O nosso erro é quase sempre priorizar o
momento – gostamos das soluções imediatas, esquecemos a obviedade
declarada por Gandhi: “O futuro dependerá daquilo que fazemos no
presente”. Uma virtude que considero capital
se chama paciência, pena que essa está se desvanecendo em nosso tempo.
Em todos os meios, a palavra de ordem é resultado, e ela não está
sozinha, sua fiel companheira se chama cobrança. É claro que eu não sou
tolo a ponto de pensar que na vida não devemos ter objetivos, o problema
é o objetivo sem a trajetória, a conquista sem luta, essas
irracionalidades me incomodam. Fico extremamente chateado quando, por
exemplo, alguém insiste numa vantagem que não tem méritos para receber.

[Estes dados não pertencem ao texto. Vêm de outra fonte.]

use alloc::vec::Vec;
use ndarray::Array2;
use rand::Rng;
use rand::seq::SliceRandom;

use crate::*;
pub use random::*;

mod random;

pub trait MinefieldGenerator {
    fn generate(self, config: GameConfig) -> Minefield;
}

/// Shuffles every coordinate with `rng` and turns the first `config.mines` of them into mines.
///
/// The mine count is capped at the board area. Nothing keeps the first reveal safe.
pub fn generate_minefield<R: Rng + ?Sized>(config: GameConfig, rng: &mut R) -> Minefield {
    let (size_x, size_y) = (config.size.0.max(1), config.size.1.max(1));
    let total_cells = mult(size_x, size_y);

    if config.mines > total_cells {
        log::warn!(
            "Minefield already full, generated anyway, requested {} but only fits {}",
            config.mines,
            total_cells
        );
    }
    let mines = config.mines.min(total_cells);

    let mut positions: Vec<Coord2> = (0..size_x)
        .flat_map(|x| (0..size_y).map(move |y| (x, y)))
        .collect();
    positions.shuffle(rng);

    let mut cells: Array2<Cell> = Array2::default((size_x, size_y).to_nd_index());
    for &coords in positions.iter().take(mines.into()) {
        cells[coords.to_nd_index()] = Cell::mine();
    }

    let minefield = Minefield::from_cells(cells);
    log::debug!(
        "Generated {}x{} minefield with {} mines",
        size_x,
        size_y,
        minefield.mine_count()
    );
    minefield
}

Penso que os “atrasados” do campo têm muito para nos ensinar, para eles é
muito clara a relação semear-esperar-colher. Nós, os “inteligentes”, o
que temos feito com as sementes que a vida nos proporciona? Além de não
plantar, acabamos por comê-las, pois a fome é nossa necessidade
imediata. A possibilidade de uma linda planta com inúmeros frutos e
milhares de novas sementes que se dane. Afinal de contas, em uma
sociedade de esfomeados, o consumo não pode parar!